FRANKFURT—Germany will cut a power surcharge levied on consumers to support renewable energy by 42.7 percent to help households cope with soaring energy prices, network operators said on Friday.
The government will help fund the cut with 3.25 billion euros (US$3.77 billion) in revenue collected from carbon taxes.
The fee, which was reduced by 3.9 percent last year to help the economy out of the coronavirus slump, is collected under the renewable energy act (EEG) and paid to producers of wind and solar electricity installations.
The EEG fee makes up one-fifth of a consumer’s energy bill.
Transmission system operators (TSOs) calculate the fee by continuously monitoring income from the EEG levy payments and the size of the account in which they are deposited, and by factoring in wholesale prices and anticipated feed-in of renewable power onto the grids.

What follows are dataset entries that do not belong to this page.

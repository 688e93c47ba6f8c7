//! Run-scoped token cache.

use std::collections::{BTreeMap, HashMap};
use std::sync::atomic::{AtomicU64, Ordering};
use std::sync::Mutex;

use serde::{Deserialize, Serialize};
use sha2::{Digest, Sha256};

use crate::core::TokenRequest;

/// SHA-256 of `(domain, strategy, value)`; raw values are never stored.
type CacheKey = [u8; 32];

/// Tokens already issued during this run, keyed by a digest of
/// `(domain, strategy, value)`.
///
/// Shared by every table stream, so a value repeated across pages or across
/// tables in a shared domain costs one service call. Holds at most
/// `capacity` entries and evicts the least recently used one first; an
/// evicted value is simply tokenized again, with the same result.
#[derive(Debug)]
pub struct TokenCache {
    inner: Mutex<Lru>,
    capacity: usize,
    hits: AtomicU64,
    misses: AtomicU64,
    evictions: AtomicU64,
}

#[derive(Debug, Default)]
struct Lru {
    /// key -> (token, last use)
    entries: HashMap<CacheKey, (String, u64)>,
    /// last use -> key, oldest first
    recency: BTreeMap<u64, CacheKey>,
    tick: u64,
}

impl Lru {
    fn touch(&mut self, key: &CacheKey) -> Option<String> {
        self.tick += 1;
        let tick = self.tick;
        let (token, used) = self.entries.get_mut(key)?;
        self.recency.remove(used);
        *used = tick;
        self.recency.insert(tick, *key);
        Some(token.clone())
    }

    /// Insert unless present. Returns the number of evicted entries.
    fn insert(&mut self, key: CacheKey, token: &str, capacity: usize) -> u64 {
        if self.entries.contains_key(&key) {
            return 0;
        }
        let mut evicted = 0;
        while self.entries.len() >= capacity {
            let Some((_, oldest)) = self.recency.pop_first() else {
                break;
            };
            self.entries.remove(&oldest);
            evicted += 1;
        }
        self.tick += 1;
        self.entries.insert(key, (token.to_string(), self.tick));
        self.recency.insert(self.tick, key);
        evicted
    }
}

/// Cache counters for the run summary.
#[derive(Debug, Clone, Copy, Default, PartialEq, Eq, Serialize, Deserialize)]
pub struct CacheStats {
    pub entries: usize,
    pub hits: u64,
    pub misses: u64,
    #[serde(default)]
    pub evictions: u64,
}

impl TokenCache {
    /// A cache holding at most `capacity` tokens; 0 disables caching.
    pub fn new(capacity: usize) -> Self {
        Self {
            inner: Mutex::new(Lru::default()),
            capacity,
            hits: AtomicU64::new(0),
            misses: AtomicU64::new(0),
            evictions: AtomicU64::new(0),
        }
    }

    fn key(request: &TokenRequest) -> CacheKey {
        let mut hasher = Sha256::new();
        hasher.update(request.domain.as_key().as_bytes());
        hasher.update([0u8]);
        hasher.update(format!("{:?}", request.strategy).as_bytes());
        hasher.update([0u8]);
        hasher.update(request.value.as_bytes());
        hasher.finalize().into()
    }

    pub fn get(&self, request: &TokenRequest) -> Option<String> {
        let found = if self.capacity == 0 {
            None
        } else {
            let key = Self::key(request);
            self.inner.lock().ok().and_then(|mut lru| lru.touch(&key))
        };
        match found {
            Some(_) => self.hits.fetch_add(1, Ordering::Relaxed),
            None => self.misses.fetch_add(1, Ordering::Relaxed),
        };
        found
    }

    /// Record tokens returned by the service for `requests`, pairwise.
    pub fn insert_all(&self, requests: &[TokenRequest], tokens: &[String]) {
        if self.capacity == 0 {
            return;
        }
        let keys: Vec<CacheKey> = requests.iter().map(Self::key).collect();
        if let Ok(mut lru) = self.inner.lock() {
            let mut evicted = 0;
            for (key, token) in keys.into_iter().zip(tokens) {
                evicted += lru.insert(key, token, self.capacity);
            }
            self.evictions.fetch_add(evicted, Ordering::Relaxed);
        }
    }

    pub fn len(&self) -> usize {
        self.inner.lock().map(|lru| lru.entries.len()).unwrap_or(0)
    }

    pub fn is_empty(&self) -> bool {
        self.len() == 0
    }

    pub fn stats(&self) -> CacheStats {
        CacheStats {
            entries: self.len(),
            hits: self.hits.load(Ordering::Relaxed),
            misses: self.misses.load(Ordering::Relaxed),
            evictions: self.evictions.load(Ordering::Relaxed),
        }
    }
}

They said that in 2022 renewable power production is expected to rise by 11 terawatt-hours (TWh) to 239 TWh, worth 22.8 billion euros at expected market prices.

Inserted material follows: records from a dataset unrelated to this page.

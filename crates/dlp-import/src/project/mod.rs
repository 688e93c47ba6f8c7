//! Shaping tokenized rows into the destination schema.

use std::collections::{BTreeMap, HashSet};

use rust_decimal::Decimal;

use crate::catalog::CatalogEntry;
use crate::core::{
    SqlValue, TableIdentity, TargetField, TargetRow, TargetSchema, TargetType, TokenizedRow,
};
use crate::error::{MigrateError, Result};

/// Maps rows of one table onto its destination schema.
#[derive(Debug, Clone)]
pub struct RowProjector {
    identity: TableIdentity,
    schema: TargetSchema,
}

impl RowProjector {
    /// Derive the destination schema for a catalog entry.
    ///
    /// `renames` maps source column names to destination names. Columns
    /// selected for de-identification are typed `STRING`.
    pub fn new(entry: &CatalogEntry, renames: Option<&BTreeMap<String, String>>) -> Result<Self> {
        let identity = entry.identity.clone();
        let table = &entry.table;

        if let Some(renames) = renames {
            for column in renames.keys() {
                if table.column(column).is_none() {
                    return Err(MigrateError::Config(format!(
                        "column_renames for '{}' names unknown column '{}'",
                        table.name, column
                    )));
                }
            }
        }

        let mut seen = HashSet::new();
        let mut fields = Vec::with_capacity(table.columns.len());
        for column in &table.columns {
            let field_type = if entry.policy.strategy(&column.name).is_none() {
                TargetType::for_source(&column.data_type).ok_or_else(|| {
                    MigrateError::schema(
                        &identity,
                        format!(
                            "column '{}' has unsupported type {:?}",
                            column.name, column.data_type
                        ),
                    )
                })?
            } else {
                TargetType::String
            };

            let name = renames
                .and_then(|r| lookup_rename(r, &column.name))
                .unwrap_or(&column.name)
                .clone();
            if !seen.insert(name.to_lowercase()) {
                return Err(MigrateError::Config(format!(
                    "table '{}' maps two columns to destination name '{}'",
                    table.name, name
                )));
            }

            fields.push(TargetField {
                name,
                source_column: column.name.clone(),
                field_type,
                nullable: column.is_nullable,
            });
        }

        Ok(Self {
            identity,
            schema: TargetSchema { fields },
        })
    }

    pub fn schema(&self) -> &TargetSchema {
        &self.schema
    }

    /// Coerce a tokenized row into destination field order and types.
    pub fn project(&self, row: TokenizedRow) -> Result<TargetRow> {
        let offset = row.offset;
        if row.values.len() != self.schema.len() {
            return Err(MigrateError::Projection {
                table: self.identity.clone(),
                offset,
                column: "*".into(),
                message: format!(
                    "row has {} values, schema has {} fields",
                    row.values.len(),
                    self.schema.len()
                ),
            });
        }

        let values = row
            .values
            .into_iter()
            .zip(&self.schema.fields)
            .map(|(value, field)| {
                coerce(value, field).map_err(|message| MigrateError::Projection {
                    table: self.identity.clone(),
                    offset,
                    column: field.source_column.clone(),
                    message,
                })
            })
            .collect::<Result<Vec<_>>>()?;

        Ok(TargetRow {
            table: self.identity.clone(),
            offset,
            values,
        })
    }

    /// Source column names for the values of a projected row, in order.
    pub fn reverse_columns(&self, row: &TargetRow) -> Vec<String> {
        self.schema
            .fields
            .iter()
            .take(row.values.len())
            .map(|f| f.source_column.clone())
            .collect()
    }
}

fn lookup_rename<'a>(renames: &'a BTreeMap<String, String>, column: &str) -> Option<&'a String> {
    renames
        .iter()
        .find(|(k, _)| k.eq_ignore_ascii_case(column))
        .map(|(_, v)| v)
}

fn coerce(value: SqlValue, field: &TargetField) -> std::result::Result<SqlValue, String> {
    if value.is_null() {
        return if field.nullable {
            Ok(SqlValue::Null)
        } else {
            Err("NULL in non-nullable field".into())
        };
    }

    let coerced = match (field.field_type, value) {
        (TargetType::String, v @ SqlValue::Text(_)) => v,
        (TargetType::String, SqlValue::Uuid(u)) => SqlValue::Text(u.hyphenated().to_string()),

        (TargetType::Int64, SqlValue::I16(v)) => SqlValue::I64(i64::from(v)),
        (TargetType::Int64, SqlValue::I32(v)) => SqlValue::I64(i64::from(v)),
        (TargetType::Int64, v @ SqlValue::I64(_)) => v,

        (TargetType::Float64, SqlValue::F32(v)) => SqlValue::F64(f64::from(v)),
        (TargetType::Float64, v @ SqlValue::F64(_)) => v,

        (TargetType::Numeric, v @ SqlValue::Decimal(_)) => v,
        (TargetType::Numeric, SqlValue::I16(v)) => SqlValue::Decimal(Decimal::from(v)),
        (TargetType::Numeric, SqlValue::I32(v)) => SqlValue::Decimal(Decimal::from(v)),
        (TargetType::Numeric, SqlValue::I64(v)) => SqlValue::Decimal(Decimal::from(v)),

        (TargetType::Bool, v @ SqlValue::Bool(_)) => v,
        (TargetType::Bytes, v @ SqlValue::Bytes(_)) => v,
        (TargetType::Date, v @ SqlValue::Date(_)) => v,
        (TargetType::Time, v @ SqlValue::Time(_)) => v,
        (TargetType::Datetime, v @ SqlValue::DateTime(_)) => v,
        (TargetType::Timestamp, v @ SqlValue::DateTimeOffset(_)) => v,

        (target, other) => {
            return Err(format!(
                "cannot store {} value in {} field '{}'",
                other.type_name(),
                target,
                field.name
            ))
        }
    };
    Ok(coerced)
}
//! Paginated, restartable row extraction.
//!
//! Rows are read in primary-key order, `page_size` at a time. Every row is
//! tagged with its offset in that ordering, so a stream can be restarted
//! from any offset and produce the same rows with the same offsets.

use std::sync::Arc;

use tokio::sync::mpsc;
use tokio_util::sync::CancellationToken;
use tracing::debug;

use crate::catalog::CatalogEntry;
use crate::core::{Page, SourceReader, SourceRow, Table, TableIdentity};
use crate::error::{MigrateError, Result};
use crate::pipeline::RetryPolicy;

/// Reads one table page by page.
pub struct RowExtractor {
    reader: Arc<dyn SourceReader>,
    identity: TableIdentity,
    table: Table,
    columns: Arc<[String]>,
    page_size: usize,
    retry: RetryPolicy,
}

impl RowExtractor {
    /// Create an extractor, checking the table can be read in a stable order.
    pub fn new(
        reader: Arc<dyn SourceReader>,
        entry: &CatalogEntry,
        page_size: usize,
        retry: RetryPolicy,
    ) -> Result<Self> {
        check_schema(&entry.identity, &entry.table)?;
        if page_size == 0 {
            return Err(MigrateError::Config("page_size must be at least 1".into()));
        }
        Ok(Self {
            reader,
            identity: entry.identity.clone(),
            table: entry.table.clone(),
            columns: Arc::from(entry.table.column_names()),
            page_size,
            retry,
        })
    }

    /// Fetch the page starting at `offset`, retrying connection errors.
    ///
    /// An offset past the end of the table yields an empty end-of-table page.
    pub async fn fetch_page(&self, offset: u64, cancel: &CancellationToken) -> Result<Page> {
        let what = format!("{} page at offset {}", self.identity, offset);
        let raw = self
            .retry
            .run(&what, cancel, |_| async {
                self.reader
                    .fetch_page(&self.table, offset, self.page_size)
                    .await
                    .map_err(|e| self.classify(offset, e))
            })
            .await?;

        if raw.is_empty() {
            return Ok(Page::end(offset));
        }

        let is_last = raw.len() < self.page_size;
        let mut rows = Vec::with_capacity(raw.len());
        for (i, values) in raw.into_iter().enumerate() {
            if values.len() != self.columns.len() {
                return Err(MigrateError::schema(
                    &self.identity,
                    format!(
                        "row at offset {} has {} values, expected {}",
                        offset + i as u64,
                        values.len(),
                        self.columns.len()
                    ),
                ));
            }
            rows.push(SourceRow::new(
                self.identity.clone(),
                offset + i as u64,
                self.columns.clone(),
                values,
            ));
        }

        debug!(
            "{}: fetched {} rows at offset {}{}",
            self.identity,
            rows.len(),
            offset,
            if is_last { " (last page)" } else { "" }
        );
        Ok(Page {
            offset,
            rows,
            is_last,
        })
    }

    /// Stream pages from `start_offset` to the end of the table.
    ///
    /// Pages are produced by a spawned task and buffered up to `read_ahead`
    /// pages. The stream ends after the last page or the first error; a
    /// cancelled stream ends with [`MigrateError::Cancelled`].
    pub fn stream(
        self,
        start_offset: u64,
        read_ahead: usize,
        cancel: CancellationToken,
    ) -> mpsc::Receiver<Result<Page>> {
        let (tx, rx) = mpsc::channel(read_ahead.max(1));

        tokio::spawn(async move {
            let mut offset = start_offset;
            loop {
                if cancel.is_cancelled() {
                    let _ = tx.send(Err(MigrateError::Cancelled)).await;
                    return;
                }

                match self.fetch_page(offset, &cancel).await {
                    Ok(page) => {
                        let is_last = page.is_last;
                        offset = page.next_offset();
                        let sent = tokio::select! {
                            _ = cancel.cancelled() => Err(()),
                            res = tx.send(Ok(page)) => res.map_err(|_| ()),
                        };
                        if sent.is_err() {
                            // Receiver dropped or run cancelled.
                            return;
                        }
                        if is_last {
                            return;
                        }
                    }
                    Err(e) => {
                        let _ = tx.send(Err(e)).await;
                        return;
                    }
                }
            }
        });

        rx
    }

    /// Tag driver errors with the destination table and offset.
    fn classify(&self, offset: u64, err: MigrateError) -> MigrateError {
        match err {
            MigrateError::Connection { .. } | MigrateError::Cancelled => err,
            MigrateError::Schema { message, .. } => MigrateError::schema(&self.identity, message),
            e if e.is_retryable() => MigrateError::Connection {
                table: self.identity.clone(),
                offset,
                message: e.to_string(),
            },
            e => e,
        }
    }
}

/// Check that a table has a usable ordering key and readable columns.
pub fn check_schema(identity: &TableIdentity, table: &Table) -> Result<()> {
    if !table.has_pk() {
        return Err(MigrateError::schema(
            identity,
            "table has no primary key; rows cannot be read in a stable order",
        ));
    }
    for pk in &table.primary_key {
        match table.column(pk) {
            Some(col) if col.data_type.is_orderable() => {}
            Some(col) => {
                return Err(MigrateError::schema(
                    identity,
                    format!(
                        "primary key column '{}' has type {:?} which cannot be ordered",
                        col.name, col.data_type
                    ),
                ))
            }
            None => {
                return Err(MigrateError::schema(
                    identity,
                    format!("primary key column '{}' is not a table column", pk),
                ))
            }
        }
    }
    let unsupported = table.unsupported_columns();
    if !unsupported.is_empty() {
        let names: Vec<_> = unsupported
            .iter()
            .map(|c| format!("{} ({:?})", c.name, c.data_type))
            .collect();
        return Err(MigrateError::schema(
            identity,
            format!("unsupported column types: {}", names.join(", ")),
        ));
    }
    Ok(())
}

#[cfg(test)]
mod tests {
    use super::*;
    use crate::core::{Column, ColumnPolicy, SourceType, SqlValue};
    use crate::drivers::MemoryReader;

    fn events_entry(rows: usize) -> (Arc<MemoryReader>, CatalogEntry) {
        let table = Table {
            schema: "public".into(),
            name: "events".into(),
            columns: vec![
                Column::new("id", SourceType::I64, 1).not_null(),
                Column::new("kind", SourceType::Text, 2),
            ],
            primary_key: vec!["id".into()],
            row_count: rows as i64,
        };
        let data = (0..rows)
            .map(|i| vec![SqlValue::I64(i as i64 + 1), SqlValue::from("click")])
            .collect();
        let reader = Arc::new(MemoryReader::new().with_table(table.clone(), data));
        let entry = CatalogEntry {
            identity: TableIdentity::new("ds", "events"),
            table,
            policy: ColumnPolicy::passthrough(),
        };
        (reader, entry)
    }

    #[tokio::test]
    async fn test_page_past_end_is_empty() {
        let (reader, entry) = events_entry(50);
        let extractor = RowExtractor::new(reader, &entry, 20, RetryPolicy::immediate(1)).unwrap();
        let page = extractor
            .fetch_page(100, &CancellationToken::new())
            .await
            .unwrap();
        assert!(page.is_empty());
        assert!(page.is_last);
    }

    #[tokio::test]
    async fn test_offsets_are_stable_across_restarts() {
        let (reader, entry) = events_entry(50);
        let extractor = RowExtractor::new(reader, &entry, 20, RetryPolicy::immediate(1)).unwrap();
        let cancel = CancellationToken::new();

        let second = extractor.fetch_page(20, &cancel).await.unwrap();
        let again = extractor.fetch_page(20, &cancel).await.unwrap();
        assert_eq!(second.rows, again.rows);
        assert_eq!(second.rows[0].offset, 20);
        assert_eq!(second.rows[0].get("id"), Some(&SqlValue::I64(21)));

        let last = extractor.fetch_page(40, &cancel).await.unwrap();
        assert_eq!(last.len(), 10);
        assert!(last.is_last);
    }

    #[tokio::test]
    async fn test_stream_covers_table_in_order() {
        let (reader, entry) = events_entry(45);
        let extractor = RowExtractor::new(reader, &entry, 10, RetryPolicy::immediate(1)).unwrap();
        let mut rx = extractor.stream(0, 2, CancellationToken::new());

        let mut offsets = Vec::new();
        while let Some(page) = rx.recv().await {
            offsets.extend(page.unwrap().rows.iter().map(|r| r.offset));
        }
        assert_eq!(offsets, (0..45).collect::<Vec<u64>>());
    }

    #[tokio::test]
    async fn test_exact_multiple_ends_with_empty_page() {
        let (reader, entry) = events_entry(20);
        let extractor = RowExtractor::new(reader, &entry, 10, RetryPolicy::immediate(1)).unwrap();
        let mut rx = extractor.stream(0, 1, CancellationToken::new());

        let mut pages = Vec::new();
        while let Some(page) = rx.recv().await {
            pages.push(page.unwrap());
        }
        assert_eq!(pages.len(), 3);
        assert!(pages[2].is_empty() && pages[2].is_last);
    }

    #[tokio::test]
    async fn test_connection_error_is_retried() {
        let (reader, entry) = events_entry(5);
        reader.fail_next_fetches("events", 2);
        let extractor =
            RowExtractor::new(reader.clone(), &entry, 10, RetryPolicy::immediate(3)).unwrap();

        let page = extractor
            .fetch_page(0, &CancellationToken::new())
            .await
            .unwrap();
        assert_eq!(page.len(), 5);
        assert_eq!(reader.fetch_count("events"), 3);
    }

    #[tokio::test]
    async fn test_connection_error_exhausts_retries() {
        let (reader, entry) = events_entry(5);
        reader.fail_next_fetches("events", 5);
        let extractor = RowExtractor::new(reader, &entry, 10, RetryPolicy::immediate(2)).unwrap();

        let err = extractor
            .fetch_page(0, &CancellationToken::new())
            .await
            .unwrap_err();
        assert!(matches!(err, MigrateError::Connection { offset: 0, .. }));
        assert_eq!(err.table().map(|t| t.table.as_str()), Some("events"));
    }

    /// Reader whose rows cannot be decoded.
    struct UndecodableReader {
        fetches: std::sync::atomic::AtomicUsize,
    }

    #[async_trait::async_trait]
    impl SourceReader for UndecodableReader {
        async fn list_tables(&self, _schema: &str) -> Result<Vec<Table>> {
            Ok(Vec::new())
        }

        async fn fetch_page(
            &self,
            table: &Table,
            offset: u64,
            _limit: usize,
        ) -> Result<Vec<Vec<SqlValue>>> {
            self.fetches
                .fetch_add(1, std::sync::atomic::Ordering::SeqCst);
            Err(MigrateError::schema(
                &TableIdentity::new(&table.schema, &table.name),
                format!("cannot decode column 'kind' (Text) at offset {}", offset),
            ))
        }

        async fn row_count(&self, _schema: &str, _table: &str) -> Result<i64> {
            Ok(0)
        }

        async fn test_connection(&self) -> Result<()> {
            Ok(())
        }

        fn db_type(&self) -> &str {
            "undecodable"
        }
    }

    #[tokio::test]
    async fn test_decode_error_fails_page_without_retry() {
        let (_, entry) = events_entry(5);
        let reader = Arc::new(UndecodableReader {
            fetches: std::sync::atomic::AtomicUsize::new(0),
        });
        let extractor =
            RowExtractor::new(reader.clone(), &entry, 10, RetryPolicy::immediate(3)).unwrap();

        let err = extractor
            .fetch_page(0, &CancellationToken::new())
            .await
            .unwrap_err();
        assert!(matches!(err, MigrateError::Schema { .. }));
        assert_eq!(err.table(), Some(&TableIdentity::new("ds", "events")));
        assert!(err.to_string().contains("'kind'"));
        assert_eq!(
            reader.fetches.load(std::sync::atomic::Ordering::SeqCst),
            1
        );
    }

    #[tokio::test]
    async fn test_cancelled_stream_reports_cancelled() {
        let (reader, entry) = events_entry(5);
        let extractor = RowExtractor::new(reader, &entry, 10, RetryPolicy::immediate(1)).unwrap();
        let cancel = CancellationToken::new();
        cancel.cancel();

        let mut rx = extractor.stream(0, 1, cancel);
        let first = rx.recv().await.unwrap();
        assert!(matches!(first, Err(MigrateError::Cancelled)));
        assert!(rx.recv().await.is_none());
    }

    #[test]
    fn test_schema_checks() {
        let (_, mut entry) = events_entry(0);
        entry.table.primary_key.clear();
        let err = check_schema(&entry.identity, &entry.table).unwrap_err();
        assert!(matches!(err, MigrateError::Schema { .. }));

        let (_, mut entry) = events_entry(0);
        entry
            .table
            .columns
            .push(Column::new("shape", SourceType::from_pg("geometry"), 3));
        let err = check_schema(&entry.identity, &entry.table).unwrap_err();
        assert!(err.to_string().contains("shape"));
    }
}
//! Row values flowing between pipeline stages.
//!
//! Each stage consumes its input row and produces a new one; rows are never
//! mutated in place by a later stage.

use std::sync::Arc;

use super::identity::TableIdentity;
use super::value::SqlValue;

/// A row read from the source, tagged with its table and offset.
///
/// Column names are shared across all rows of a page through an `Arc`, so a
/// row costs only its values.
#[derive(Debug, Clone, PartialEq)]
pub struct SourceRow {
    pub table: TableIdentity,
    /// Position of this row within the table's stable ordering.
    pub offset: u64,
    pub columns: Arc<[String]>,
    pub values: Vec<SqlValue>,
}

impl SourceRow {
    pub fn new(
        table: TableIdentity,
        offset: u64,
        columns: Arc<[String]>,
        values: Vec<SqlValue>,
    ) -> Self {
        debug_assert_eq!(columns.len(), values.len());
        Self {
            table,
            offset,
            columns,
            values,
        }
    }

    /// Look up a value by column name.
    pub fn get(&self, column: &str) -> Option<&SqlValue> {
        self.columns
            .iter()
            .position(|c| c == column)
            .map(|idx| &self.values[idx])
    }

    /// Iterate `(column, value)` pairs in column order.
    pub fn iter(&self) -> impl Iterator<Item = (&str, &SqlValue)> {
        self.columns
            .iter()
            .map(String::as_str)
            .zip(self.values.iter())
    }
}

/// A source row whose policy-selected columns carry tokens.
///
/// Same column set and order as the [`SourceRow`] it came from; columns with
/// no de-identification strategy keep their original values.
#[derive(Debug, Clone, PartialEq)]
pub struct TokenizedRow {
    pub table: TableIdentity,
    pub offset: u64,
    pub columns: Arc<[String]>,
    pub values: Vec<SqlValue>,
    /// Indexes of columns whose values were replaced.
    pub tokenized: Vec<usize>,
}

impl TokenizedRow {
    /// Wrap a source row that needed no replacements.
    pub fn passthrough(row: SourceRow) -> Self {
        Self {
            table: row.table,
            offset: row.offset,
            columns: row.columns,
            values: row.values,
            tokenized: Vec::new(),
        }
    }

    pub fn get(&self, column: &str) -> Option<&SqlValue> {
        self.columns
            .iter()
            .position(|c| c == column)
            .map(|idx| &self.values[idx])
    }

    /// Drop the tokenization bookkeeping and view the row as a source row.
    pub fn into_source_shape(self) -> SourceRow {
        SourceRow::new(self.table, self.offset, self.columns, self.values)
    }
}

/// A row shaped to its destination schema.
#[derive(Debug, Clone, PartialEq)]
pub struct TargetRow {
    pub table: TableIdentity,
    pub offset: u64,
    /// Values ordered by the destination schema's fields.
    pub values: Vec<SqlValue>,
}

/// One page of rows fetched from the source.
#[derive(Debug, Clone)]
pub struct Page {
    /// Offset of the first row in the page.
    pub offset: u64,
    pub rows: Vec<SourceRow>,
    /// No rows exist past this page.
    pub is_last: bool,
}

impl Page {
    /// An empty end-of-table page.
    pub fn end(offset: u64) -> Self {
        Self {
            offset,
            rows: Vec::new(),
            is_last: true,
        }
    }

    pub fn len(&self) -> usize {
        self.rows.len()
    }

    pub fn is_empty(&self) -> bool {
        self.rows.is_empty()
    }

    /// Offset of the first row after this page.
    pub fn next_offset(&self) -> u64 {
        self.offset + self.rows.len() as u64
    }
}

#[cfg(test)]
mod tests {
    use super::*;

    fn row() -> SourceRow {
        SourceRow::new(
            TableIdentity::new("ds", "t"),
            4,
            Arc::from(vec!["id".to_string(), "name".to_string()]),
            vec![SqlValue::I64(1), SqlValue::from("Ann")],
        )
    }

    #[test]
    fn test_source_row_lookup() {
        let row = row();
        assert_eq!(row.get("name"), Some(&SqlValue::from("Ann")));
        assert_eq!(row.get("missing"), None);
        let cols: Vec<_> = row.iter().map(|(c, _)| c).collect();
        assert_eq!(cols, vec!["id", "name"]);
    }

    #[test]
    fn test_passthrough_round_trip() {
        let original = row();
        let tokenized = TokenizedRow::passthrough(original.clone());
        assert!(tokenized.tokenized.is_empty());
        assert_eq!(tokenized.into_source_shape(), original);
    }

    #[test]
    fn test_page_offsets() {
        let page = Page {
            offset: 100,
            rows: vec![row(), row()],
            is_last: false,
        };
        assert_eq!(page.next_offset(), 102);
        assert!(Page::end(7).is_empty());
        assert!(Page::end(7).is_last);
    }
}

Price comparison portal Verivox said a typical household consuming 4,000 kWh per year would save 132 euros on its annual bill.
But this is only arithmetic, because the savings may not be passed on fully by suppliers.
“Because of high wholesale market prices and rising network tariffs, there will not be significant relief for households,” it said.
Kerstin Andreae, of the German utility industry association BDEW, said the incoming German government should quickly abolish the EEG fee. “That would relieve power customers and not least medium-sized industries permanently,” she said in a statement.